INSTRUCTIONS TO FOLLOW: Transcribe the listing in full. Keep every line exactly as it stands.

AVAILABLE DATA:
// crates/showcase-app/src/error.rs
// Error taxonomy for the site widgets

use thiserror::Error;

/// Every fault a widget can hit. None of these escape to the page: callers
/// log them and fall back to a placeholder or the last good state.
#[derive(Error, Debug, Clone, PartialEq)]
pub enum WidgetError {
    #[error("no browser window available")]
    NoWindow,

    #[error("document not available")]
    NoDocument,

    #[error("element not found: {0}")]
    MissingElement(String),

    #[error("invalid selector: {0}")]
    InvalidSelector(String),

    #[error("invalid data: {0}")]
    InvalidData(String),

    #[error("render failed: {0}")]
    Render(String),

    #[error("render already in progress")]
    RenderInProgress,

    #[error("timer fault: {0}")]
    Timer(String),

    #[error("fetch failed: {0}")]
    Fetch(String),

    #[error("configuration error: {0}")]
    Config(String),

    #[error("JavaScript error: {0}")]
    Js(String),
}

/// Convenience type alias for Result using WidgetError
pub type Result<T> = std::result::Result<T, WidgetError>;

#[cfg(target_arch = "wasm32")]
impl WidgetError {
    /// Wrap a thrown JS value
    pub fn js(value: &wasm_bindgen::JsValue) -> Self {
        WidgetError::Js(format!("{:?}", value))
    }
}

impl From<WidgetError> for String {
    fn from(err: WidgetError) -> Self {
        err.to_string()
    }
}
// crates/showcase-app/src/carousel/swipe.rs
// Touch gesture classification

#[derive(Debug, Clone, Copy, PartialEq)]
pub struct Point {
    pub x: f64,
    pub y: f64,
}

impl Point {
    pub fn new(x: f64, y: f64) -> Self {
        Self { x, y }
    }
}

/// Direction the finger travelled
#[derive(Debug, Clone, Copy, PartialEq, Eq)]
pub enum SwipeDirection {
    /// Finger moved right to left: show the next review
    Left,
    /// Finger moved left to right: show the previous review
    Right,
}

#[derive(Debug, Clone, Copy, PartialEq, Eq)]
pub enum GestureAxis {
    Undecided,
    Horizontal,
    Vertical,
}

/// Tracks one touch gesture from start to finish
#[derive(Debug, Clone)]
pub struct SwipeTracker {
    origin: Option<Point>,
    axis: GestureAxis,
    min_distance: f64,
    lock_distance: f64,
}

impl SwipeTracker {
    pub fn new(min_distance: f64, lock_distance: f64) -> Self {
        Self {
            origin: None,
            axis: GestureAxis::Undecided,
            min_distance,
            lock_distance,
        }
    }

    pub fn begin(&mut self, at: Point) {
        self.origin = Some(at);
        self.axis = GestureAxis::Undecided;
    }

    pub fn is_tracking(&self) -> bool {
        self.origin.is_some()
    }

    /// Classify the gesture once it travels past the lock distance.
    /// A `Horizontal` result means the host may suppress page scrolling.
    pub fn update(&mut self, at: Point) -> GestureAxis {
        let Some(origin) = self.origin else {
            return GestureAxis::Undecided;
        };
        if self.axis == GestureAxis::Undecided {
            let dx = (at.x - origin.x).abs();
            let dy = (at.y - origin.y).abs();
            if dx > self.lock_distance || dy > self.lock_distance {
                self.axis = if dx > dy {
                    GestureAxis::Horizontal
                } else {
                    GestureAxis::Vertical
                };
            }
        }
        self.axis
    }

    /// End the gesture. Returns a direction only for a horizontal swipe that
    /// travelled further than the minimum distance.
    pub fn finish(&mut self, at: Point) -> Option<SwipeDirection> {
        let origin = self.origin.take()?;
        self.axis = GestureAxis::Undecided;

        let dx = at.x - origin.x;
        let dy = at.y - origin.y;
        if dx.abs() <= dy.abs() || dx.abs() <= self.min_distance {
            return None;
        }
        Some(if dx < 0.0 {
            SwipeDirection::Left
        } else {
            SwipeDirection::Right
        })
    }

    pub fn cancel(&mut self) {
        self.origin = None;
        self.axis = GestureAxis::Undecided;
    }
}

RESPONSE TO THE TASK:
// crates/showcase-app/src/error.rs
// Error taxonomy for the site widgets

use thiserror::Error;

/// Every fault a widget can hit. None of these escape to the page: callers
/// log them and fall back to a placeholder or the last good state.
#[derive(Error, Debug, Clone, PartialEq)]
pub enum WidgetError {
    #[error("no browser window available")]
    NoWindow,

    #[error("document not available")]
    NoDocument,

    #[error("element not found: {0}")]
    MissingElement(String),

    #[error("invalid selector: {0}")]
    InvalidSelector(String),

    #[error("invalid data: {0}")]
    InvalidData(String),

    #[error("render failed: {0}")]
    Render(String),

    #[error("render already in progress")]
    RenderInProgress,

    #[error("timer fault: {0}")]
    Timer(String),

    #[error("fetch failed: {0}")]
    Fetch(String),

    #[error("configuration error: {0}")]
    Config(String),

    #[error("JavaScript error: {0}")]
    Js(String),
}

/// Convenience type alias for Result using WidgetError
pub type Result<T> = std::result::Result<T, WidgetError>;

#[cfg(target_arch = "wasm32")]
impl WidgetError {
    /// Wrap a thrown JS value
    pub fn js(value: &wasm_bindgen::JsValue) -> Self {
        WidgetError::Js(format!("{:?}", value))
    }
}

impl From<WidgetError> for String {
    fn from(err: WidgetError) -> Self {
        err.to_string()
    }
}
// crates/showcase-app/src/carousel/swipe.rs
// Touch gesture classification

#[derive(Debug, Clone, Copy, PartialEq)]
pub struct Point {
    pub x: f64,
    pub y: f64,
}

impl Point {
    pub fn new(x: f64, y: f64) -> Self {
        Self { x, y }
    }
}

/// Direction the finger travelled
#[derive(Debug, Clone, Copy, PartialEq, Eq)]
pub enum SwipeDirection {
    /// Finger moved right to left: show the next review
    Left,
    /// Finger moved left to right: show the previous review
    Right,
}

#[derive(Debug, Clone, Copy, PartialEq, Eq)]
pub enum GestureAxis {
    Undecided,
    Horizontal,
    Vertical,
}

/// Tracks one touch gesture from start to finish
#[derive(Debug, Clone)]
pub struct SwipeTracker {
    origin: Option<Point>,
    axis: GestureAxis,
    min_distance: f64,
    lock_distance: f64,
}

impl SwipeTracker {
    pub fn new(min_distance: f64, lock_distance: f64) -> Self {
        Self {
            origin: None,
            axis: GestureAxis::Undecided,
            min_distance,
            lock_distance,
        }
    }

    pub fn begin(&mut self, at: Point) {
        self.origin = Some(at);
        self.axis = GestureAxis::Undecided;
    }

    pub fn is_tracking(&self) -> bool {
        self.origin.is_some()
    }

    /// Classify the gesture once it travels past the lock distance.
    /// A `Horizontal` result means the host may suppress page scrolling.
    pub fn update(&mut self, at: Point) -> GestureAxis {
        let Some(origin) = self.origin else {
            return GestureAxis::Undecided;
        };
        if self.axis == GestureAxis::Undecided {
            let dx = (at.x - origin.x).abs();
            let dy = (at.y - origin.y).abs();
            if dx > self.lock_distance || dy > self.lock_distance {
                self.axis = if dx > dy {
                    GestureAxis::Horizontal
                } else {
                    GestureAxis::Vertical
                };
            }
        }
        self.axis
    }

    /// End the gesture. Returns a direction only for a horizontal swipe that
    /// travelled further than the minimum distance.
    pub fn finish(&mut self, at: Point) -> Option<SwipeDirection> {
        let origin = self.origin.take()?;
        self.axis = GestureAxis::Undecided;

        let dx = at.x - origin.x;
        let dy = at.y - origin.y;
        if dx.abs() <= dy.abs() || dx.abs() <= self.min_distance {
            return None;
        }
        Some(if dx < 0.0 {
            SwipeDirection::Left
        } else {
            SwipeDirection::Right
        })
    }

    pub fn cancel(&mut self) {
        self.origin = None;
        self.axis = GestureAxis::Undecided;
    }
}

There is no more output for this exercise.